Research & Teaching Faculty

Mechanistic Investigations of Unsaturated Glucuronyl Hydrolase from Clostridium perfringens

TitleMechanistic Investigations of Unsaturated Glucuronyl Hydrolase from Clostridium perfringens
Publication TypeJournal Article
Year of Publication2014
AuthorsJongkees, SAK, Yoo, H, Withers, SG
JournalJOURNAL OF BIOLOGICAL CHEMISTRY
Volume289
Pagination11385-11395
Date PublishedAPR 18
ISSN0021-9258
Abstract

Background: Unsaturated glucuronyl hydrolases (UGL) from GH88 are bacterial enzymes involved in the degradation of glycosaminoglycans and are virulence factors. Results: Mechanistic data inconsistent with the currently accepted mechanism of UGL are presented. Conclusion: A revised mechanism is proposed to explain all mechanistic data published to date. Significance: Understanding of the mechanism of UGL may allow design of bacteriostatic agents. Experiments were carried out to probe the details of the hydration-initiated hydrolysis catalyzed by the Clostridium perfringens unsaturated glucuronyl hydrolase of glycoside hydrolase family 88 in the CAZy classification system. Direct H-1 NMR monitoring of the enzymatic reaction detected no accumulated reaction intermediates in solution, suggesting that rearrangement of the initial hydration product occurs on-enzyme. An attempt at mechanism-based trapping of on-enzyme intermediates using a 1,1-difluoro-substrate was unsuccessful because the probe was too deactivated to be turned over by the enzyme.

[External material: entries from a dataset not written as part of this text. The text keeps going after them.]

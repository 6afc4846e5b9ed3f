//! Stream staleness tracking.
//!
//! The [`HealthMonitor`] records when each stream last produced an accepted event and computes
//! a [`HealthRecord`] on demand. The recovery orchestrator latches RECOVERING for the life of a
//! session and FAILED after a terminal failure; live events never clear either.

use crate::{candle::StreamKey, error::StreamError};
use chrono::{DateTime, TimeDelta, Utc};
use derive_more::Display;
use fnv::FnvHashMap;
use parking_lot::RwLock;
use serde::{Deserialize, Serialize};

#[derive(Debug, Copy, Clone, Eq, PartialEq, Hash, Display, Deserialize, Serialize)]
#[serde(rename_all = "SCREAMING_SNAKE_CASE")]
pub enum HealthStatus {
    #[display("HEALTHY")]
    Healthy,
    #[display("STALE")]
    Stale,
    #[display("RECOVERING")]
    Recovering,
    #[display("FAILED")]
    Failed,
}

#[derive(Debug, Clone, Eq, PartialEq)]
pub struct HealthRecord {
    pub stream_key: StreamKey,
    pub last_update_time: DateTime<Utc>,
    pub status: HealthStatus,
    pub stale_threshold: TimeDelta,
}

impl HealthRecord {
    /// Time since the last accepted event as of `now`.
    pub fn silence(&self, now: DateTime<Utc>) -> TimeDelta {
        now - self.last_update_time
    }
}

/// Staleness of a stream from timestamps alone.
///
/// Silence exactly equal to the threshold is still [`HealthStatus::Healthy`].
pub fn evaluate(
    last_update_time: DateTime<Utc>,
    stale_threshold: TimeDelta,
    now: DateTime<Utc>,
) -> HealthStatus {
    if now - last_update_time > stale_threshold {
        HealthStatus::Stale
    } else {
        HealthStatus::Healthy
    }
}

#[derive(Debug, Copy, Clone, Eq, PartialEq)]
enum Latch {
    Clear,
    Recovering,
    Failed,
}

#[derive(Debug, Clone)]
struct HealthEntry {
    last_update_time: DateTime<Utc>,
    stale_threshold: TimeDelta,
    latch: Latch,
}

impl HealthEntry {
    fn record(&self, stream_key: &StreamKey, now: DateTime<Utc>) -> HealthRecord {
        let status = match self.latch {
            Latch::Failed => HealthStatus::Failed,
            Latch::Recovering => HealthStatus::Recovering,
            Latch::Clear => evaluate(self.last_update_time, self.stale_threshold, now),
        };

        HealthRecord {
            stream_key: stream_key.clone(),
            last_update_time: self.last_update_time,
            status,
            stale_threshold: self.stale_threshold,
        }
    }
}

#[derive(Debug, Default)]
pub struct HealthMonitor {
    entries: RwLock<FnvHashMap<StreamKey, HealthEntry>>,
}

impl HealthMonitor {
    pub fn new() -> Self {
        Self::default()
    }

    /// Start tracking a stream. The silence clock starts at `now`.
    pub fn register(
        &self,
        key: StreamKey,
        stale_threshold: TimeDelta,
        now: DateTime<Utc>,
    ) -> Result<(), StreamError> {
        let mut entries = self.entries.write();
        if entries.contains_key(&key) {
            return Err(StreamError::AlreadySubscribed(key));
        }
        entries.insert(
            key,
            HealthEntry {
                last_update_time: now,
                stale_threshold,
                latch: Latch::Clear,
            },
        );
        Ok(())
    }

    pub fn deregister(&self, key: &StreamKey) -> Result<(), StreamError> {
        self.entries
            .write()
            .remove(key)
            .map(|_| ())
            .ok_or_else(|| StreamError::UnknownStream(key.clone()))
    }

    /// Note an accepted event. `last_update_time` only moves forward.
    pub fn record_event(
        &self,
        key: &StreamKey,
        observed_at: DateTime<Utc>,
    ) -> Result<(), StreamError> {
        self.with_entry(key, |entry| {
            entry.last_update_time = entry.last_update_time.max(observed_at);
        })
    }

    pub fn get_health(
        &self,
        key: &StreamKey,
        now: DateTime<Utc>,
    ) -> Result<HealthRecord, StreamError> {
        self.entries
            .read()
            .get(key)
            .map(|entry| entry.record(key, now))
            .ok_or_else(|| StreamError::UnknownStream(key.clone()))
    }

    /// Every tracked stream, ordered by key.
    pub fn snapshot(&self, now: DateTime<Utc>) -> Vec<HealthRecord> {
        let mut records = self
            .entries
            .read()
            .iter()
            .map(|(key, entry)| entry.record(key, now))
            .collect::<Vec<_>>();
        records.sort_by(|a, b| a.stream_key.cmp(&b.stream_key));
        records
    }

    pub fn mark_recovering(&self, key: &StreamKey) -> Result<(), StreamError> {
        self.latch(key, Latch::Recovering)
    }

    pub fn mark_failed(&self, key: &StreamKey) -> Result<(), StreamError> {
        self.latch(key, Latch::Failed)
    }

    /// Clear any latched flag and restart the silence clock at `now`.
    pub fn restore(&self, key: &StreamKey, now: DateTime<Utc>) -> Result<(), StreamError> {
        self.with_entry(key, |entry| {
            entry.latch = Latch::Clear;
            entry.last_update_time = entry.last_update_time.max(now);
        })
    }

    fn latch(&self, key: &StreamKey, latch: Latch) -> Result<(), StreamError> {
        self.with_entry(key, |entry| entry.latch = latch)
    }

    fn with_entry<F>(&self, key: &StreamKey, f: F) -> Result<(), StreamError>
    where
        F: FnOnce(&mut HealthEntry),
    {
        self.entries
            .write()
            .get_mut(key)
            .map(f)
            .ok_or_else(|| StreamError::UnknownStream(key.clone()))
    }
}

Kinetic isotope effects arising from deuterium-for-hydrogen substitution at carbons 1 and 4 provide evidence for separate first-irreversible and overall rate-determining steps in the hydration reaction, with two potential mechanisms proposed to explain these results. Based on the positioning of catalytic residues in the enzyme active site, the lack of efficient turnover of a 2-deoxy-2-fluoro-substrate, and several unsuccessful attempts at confirmation of a simpler mechanism involving a covalent glycosyl-enzyme intermediate, the most plausible mechanism is one involving an intermediate bearing an epoxide on carbons 1 and 2.